(YOUR GOAL) Return every entry below exactly as written.

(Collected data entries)
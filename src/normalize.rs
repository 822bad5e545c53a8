//! Oracle-text normalization: reminder-text stripping, self-name
//! replacement, whitespace collapse, and clause splitting.
//!
//! Clause order always equals source order, and offsets index into the
//! normalized document text so later stages can refer back to it.

/// A single normalized clause plus its pre-normalization source sentence.
#[derive(Debug, Clone, PartialEq, Eq)]
pub struct RawClause {
    /// Lowercased, name-replaced, whitespace-collapsed clause text.
    pub text: String,
    /// The source sentence with original casing (reminder text removed).
    pub source: String,
    /// Byte offset of `text` within the normalized document.
    pub start: usize,
    /// Byte offset one past the end of `text` within the normalized document.
    pub end: usize,
    /// Zero-based source line index; clauses from one oracle line share it.
    pub line: usize,
}

/// The normalized oracle text and its ordered clauses.
#[derive(Debug, Clone, PartialEq, Eq, Default)]
pub struct NormalizedText {
    pub text: String,
    pub clauses: Vec<RawClause>,
}

/// Normalizes raw oracle text into an ordered clause sequence.
///
/// Empty oracle text yields an empty sequence; clauses that trim to
/// nothing are dropped, never retained.
pub fn normalize_oracle_text(oracle_text: &str, card_name: &str) -> NormalizedText {
    let full_name = card_name.trim().to_ascii_lowercase();
    let short_name = full_name
        .split(',')
        .next()
        .unwrap_or(full_name.as_str())
        .trim()
        .to_string();

    let mut doc = String::new();
    let mut clauses = Vec::new();

    for (line_index, raw_line) in oracle_text.lines().enumerate() {
        let stripped = strip_reminder_text(raw_line);
        for sentence in split_sentences(&stripped) {
            let source = collapse_whitespace(&sentence);
            if source.is_empty() {
                continue;
            }
            let mut text = source.to_ascii_lowercase();
            text = replace_self_name(&text, &full_name);
            if short_name != full_name {
                text = replace_self_name(&text, &short_name);
            }

            let start = doc.len();
            doc.push_str(&text);
            let end = doc.len();
            doc.push('\n');

            clauses.push(RawClause {
                text,
                source,
                start,
                end,
                line: line_index,
            });
        }
    }

    NormalizedText { text: doc, clauses }
}

/// Removes balanced-parenthesis reminder spans. Unbalanced closers are
/// tolerated (depth saturates at zero).
fn strip_reminder_text(text: &str) -> String {
    let mut out = String::with_capacity(text.len());
    let mut depth = 0u32;
    for ch in text.chars() {
        match ch {
            '(' => depth += 1,
            ')' => depth = depth.saturating_sub(1),
            _ if depth == 0 => out.push(ch),
            _ => {}
        }
    }
    out
}

fn collapse_whitespace(text: &str) -> String {
    text.split_whitespace().collect::<Vec<_>>().join(" ")
}

/// Splits a line into sentences on periods outside `{...}` braces.
/// The trailing period is not part of the sentence.
fn split_sentences(line: &str) -> Vec<String> {
    let mut sentences = Vec::new();
    let mut current = String::new();
    let mut in_braces = false;

    for ch in line.chars() {
        match ch {
            '{' => {
                in_braces = true;
                current.push(ch);
            }
            '}' => {
                in_braces = false;
                current.push(ch);
            }
            '.' if !in_braces => {
                sentences.push(std::mem::take(&mut current));
            }
            _ => current.push(ch),
        }
    }
    if !current.trim().is_empty() {
        sentences.push(current);
    }
    sentences
}

/// Replaces whole-word occurrences of the card's own name with "this",
/// so "Lightning Bolt deals 3 damage" reads "this deals 3 damage".
/// Both `text` and `name` must already be lowercase.
fn replace_self_name(text: &str, name: &str) -> String {
    if name.is_empty() {
        return text.to_string();
    }

    let bytes = text.as_bytes();
    let name_bytes = name.as_bytes();
    let is_word = |b: u8| b.is_ascii_alphanumeric();

    let mut out = String::with_capacity(text.len());
    let mut idx = 0;
    while idx < bytes.len() {
        let boundary_before = idx == 0 || !is_word(bytes[idx - 1]);
        let end = idx + name_bytes.len();
        if boundary_before
            && bytes[idx..].starts_with(name_bytes)
            && (end >= bytes.len() || !is_word(bytes[end]))
        {
            out.push_str("this");
            idx = end;
            continue;
        }
        let ch = text[idx..].chars().next().unwrap_or('\0');
        out.push(ch);
        idx += ch.len_utf8().max(1);
    }
    out
}

#[cfg(test)]
mod tests {
    use super::*;

    #[test]
    fn empty_text_yields_no_clauses() {
        let normalized = normalize_oracle_text("", "Some Card");
        assert!(normalized.clauses.is_empty());
        assert!(normalized.text.is_empty());
    }

    #[test]
    fn reminder_text_is_stripped() {
        let normalized = normalize_oracle_text(
            "Flying (This creature can't be blocked except by creatures with flying or reach.)",
            "Wind Drake",
        );
        assert_eq!(normalized.clauses.len(), 1);
        assert_eq!(normalized.clauses[0].text, "flying");
    }

    #[test]
    fn periods_inside_braces_do_not_split() {
        let normalized = normalize_oracle_text("{T}: Add {C}{C}.", "Sol Ring");
        assert_eq!(normalized.clauses.len(), 1);
        assert_eq!(normalized.clauses[0].text, "{t}: add {c}{c}");
    }

    #[test]
    fn card_name_becomes_this() {
        let normalized = normalize_oracle_text(
            "Lightning Bolt deals 3 damage to any target.",
            "Lightning Bolt",
        );
        assert_eq!(
            normalized.clauses[0].text,
            "this deals 3 damage to any target"
        );
        // Source sentence keeps original casing.
        assert_eq!(
            normalized.clauses[0].source,
            "Lightning Bolt deals 3 damage to any target"
        );
    }

    #[test]
    fn short_name_before_comma_is_replaced_too() {
        let normalized = normalize_oracle_text(
            "Whenever Krenko, Mob Boss attacks, create a token.",
            "Krenko, Mob Boss",
        );
        assert!(normalized.clauses[0].text.starts_with("whenever this attacks"));
    }

    #[test]
    fn clause_offsets_index_normalized_document() {
        let normalized =
            normalize_oracle_text("Draw a card.\nDiscard a card.", "Study");
        assert_eq!(normalized.clauses.len(), 2);
        for clause in &normalized.clauses {
            assert_eq!(&normalized.text[clause.start..clause.end], clause.text);
        }
        assert_eq!(normalized.clauses[0].line, 0);
        assert_eq!(normalized.clauses[1].line, 1);
    }

    #[test]
    fn multiple_sentences_on_one_line_keep_order() {
        let normalized =
            normalize_oracle_text("Draw two cards. Then discard a card.", "Divination");
        let texts: Vec<&str> = normalized
            .clauses
            .iter()
            .map(|c| c.text.as_str())
            .collect();
        assert_eq!(texts, vec!["draw two cards", "then discard a card"]);
        assert_eq!(normalized.clauses[0].line, normalized.clauses[1].line);
    }
}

(WRITTEN RESPONSE)
filename src/normalize.rs
repository 822bad5e545c53a8
//! Oracle-text normalization: reminder-text stripping, self-name
//! replacement, whitespace collapse, and clause splitting.
//!
//! Clause order always equals source order, and offsets index into the
//! normalized document text so later stages can refer back to it.

/// A single normalized clause plus its pre-normalization source sentence.
#[derive(Debug, Clone, PartialEq, Eq)]
pub struct RawClause {
    /// Lowercased, name-replaced, whitespace-collapsed clause text.
    pub text: String,
    /// The source sentence with original casing (reminder text removed).
    pub source: String,
    /// Byte offset of `text` within the normalized document.
    pub start: usize,
    /// Byte offset one past the end of `text` within the normalized document.
    pub end: usize,
    /// Zero-based source line index; clauses from one oracle line share it.
    pub line: usize,
}

/// The normalized oracle text and its ordered clauses.
#[derive(Debug, Clone, PartialEq, Eq, Default)]
pub struct NormalizedText {
    pub text: String,
    pub clauses: Vec<RawClause>,
}

/// Normalizes raw oracle text into an ordered clause sequence.
///
/// Empty oracle text yields an empty sequence; clauses that trim to
/// nothing are dropped, never retained.
pub fn normalize_oracle_text(oracle_text: &str, card_name: &str) -> NormalizedText {
    let full_name = card_name.trim().to_ascii_lowercase();
    let short_name = full_name
        .split(',')
        .next()
        .unwrap_or(full_name.as_str())
        .trim()
        .to_string();

    let mut doc = String::new();
    let mut clauses = Vec::new();

    for (line_index, raw_line) in oracle_text.lines().enumerate() {
        let stripped = strip_reminder_text(raw_line);
        for sentence in split_sentences(&stripped) {
            let source = collapse_whitespace(&sentence);
            if source.is_empty() {
                continue;
            }
            let mut text = source.to_ascii_lowercase();
            text = replace_self_name(&text, &full_name);
            if short_name != full_name {
                text = replace_self_name(&text, &short_name);
            }

            let start = doc.len();
            doc.push_str(&text);
            let end = doc.len();
            doc.push('\n');

            clauses.push(RawClause {
                text,
                source,
                start,
                end,
                line: line_index,
            });
        }
    }

    NormalizedText { text: doc, clauses }
}

/// Removes balanced-parenthesis reminder spans. Unbalanced closers are
/// tolerated (depth saturates at zero).
fn strip_reminder_text(text: &str) -> String {
    let mut out = String::with_capacity(text.len());
    let mut depth = 0u32;
    for ch in text.chars() {
        match ch {
            '(' => depth += 1,
            ')' => depth = depth.saturating_sub(1),
            _ if depth == 0 => out.push(ch),
            _ => {}
        }
    }
    out
}

fn collapse_whitespace(text: &str) -> String {
    text.split_whitespace().collect::<Vec<_>>().join(" ")
}

/// Splits a line into sentences on periods outside `{...}` braces.
/// The trailing period is not part of the sentence.
fn split_sentences(line: &str) -> Vec<String> {
    let mut sentences = Vec::new();
    let mut current = String::new();
    let mut in_braces = false;

    for ch in line.chars() {
        match ch {
            '{' => {
                in_braces = true;
                current.push(ch);
            }
            '}' => {
                in_braces = false;
                current.push(ch);
            }
            '.' if !in_braces => {
                sentences.push(std::mem::take(&mut current));
            }
            _ => current.push(ch),
        }
    }
    if !current.trim().is_empty() {
        sentences.push(current);
    }
    sentences
}

/// Replaces whole-word occurrences of the card's own name with "this",
/// so "Lightning Bolt deals 3 damage" reads "this deals 3 damage".
/// Both `text` and `name` must already be lowercase.
fn replace_self_name(text: &str, name: &str) -> String {
    if name.is_empty() {
        return text.to_string();
    }

    let bytes = text.as_bytes();
    let name_bytes = name.as_bytes();
    let is_word = |b: u8| b.is_ascii_alphanumeric();

    let mut out = String::with_capacity(text.len());
    let mut idx = 0;
    while idx < bytes.len() {
        let boundary_before = idx == 0 || !is_word(bytes[idx - 1]);
        let end = idx + name_bytes.len();
        if boundary_before
            && bytes[idx..].starts_with(name_bytes)
            && (end >= bytes.len() || !is_word(bytes[end]))
        {
            out.push_str("this");
            idx = end;
            continue;
        }
        let ch = text[idx..].chars().next().unwrap_or('\0');
        out.push(ch);
        idx += ch.len_utf8().max(1);
    }
    out
}

#[cfg(test)]
mod tests {
    use super::*;

    #[test]
    fn empty_text_yields_no_clauses() {
        let normalized = normalize_oracle_text("", "Some Card");
        assert!(normalized.clauses.is_empty());
        assert!(normalized.text.is_empty());
    }

    #[test]
    fn reminder_text_is_stripped() {
        let normalized = normalize_oracle_text(
            "Flying (This creature can't be blocked except by creatures with flying or reach.)",
            "Wind Drake",
        );
        assert_eq!(normalized.clauses.len(), 1);
        assert_eq!(normalized.clauses[0].text, "flying");
    }

    #[test]
    fn periods_inside_braces_do_not_split() {
        let normalized = normalize_oracle_text("{T}: Add {C}{C}.", "Sol Ring");
        assert_eq!(normalized.clauses.len(), 1);
        assert_eq!(normalized.clauses[0].text, "{t}: add {c}{c}");
    }

    #[test]
    fn card_name_becomes_this() {
        let normalized = normalize_oracle_text(
            "Lightning Bolt deals 3 damage to any target.",
            "Lightning Bolt",
        );
        assert_eq!(
            normalized.clauses[0].text,
            "this deals 3 damage to any target"
        );
        // Source sentence keeps original casing.
        assert_eq!(
            normalized.clauses[0].source,
            "Lightning Bolt deals 3 damage to any target"
        );
    }

    #[test]
    fn short_name_before_comma_is_replaced_too() {
        let normalized = normalize_oracle_text(
            "Whenever Krenko, Mob Boss attacks, create a token.",
            "Krenko, Mob Boss",
        );
        assert!(normalized.clauses[0].text.starts_with("whenever this attacks"));
    }

    #[test]
    fn clause_offsets_index_normalized_document() {
        let normalized =
            normalize_oracle_text("Draw a card.\nDiscard a card.", "Study");
        assert_eq!(normalized.clauses.len(), 2);
        for clause in &normalized.clauses {
            assert_eq!(&normalized.text[clause.start..clause.end], clause.text);
        }
        assert_eq!(normalized.clauses[0].line, 0);
        assert_eq!(normalized.clauses[1].line, 1);
    }

    #[test]
    fn multiple_sentences_on_one_line_keep_order() {
        let normalized =
            normalize_oracle_text("Draw two cards. Then discard a card.", "Divination");
        let texts: Vec<&str> = normalized
            .clauses
            .iter()
            .map(|c| c.text.as_str())
            .collect();
        assert_eq!(texts, vec!["draw two cards", "then discard a card"]);
        assert_eq!(normalized.clauses[0].line, normalized.clauses[1].line);
    }
}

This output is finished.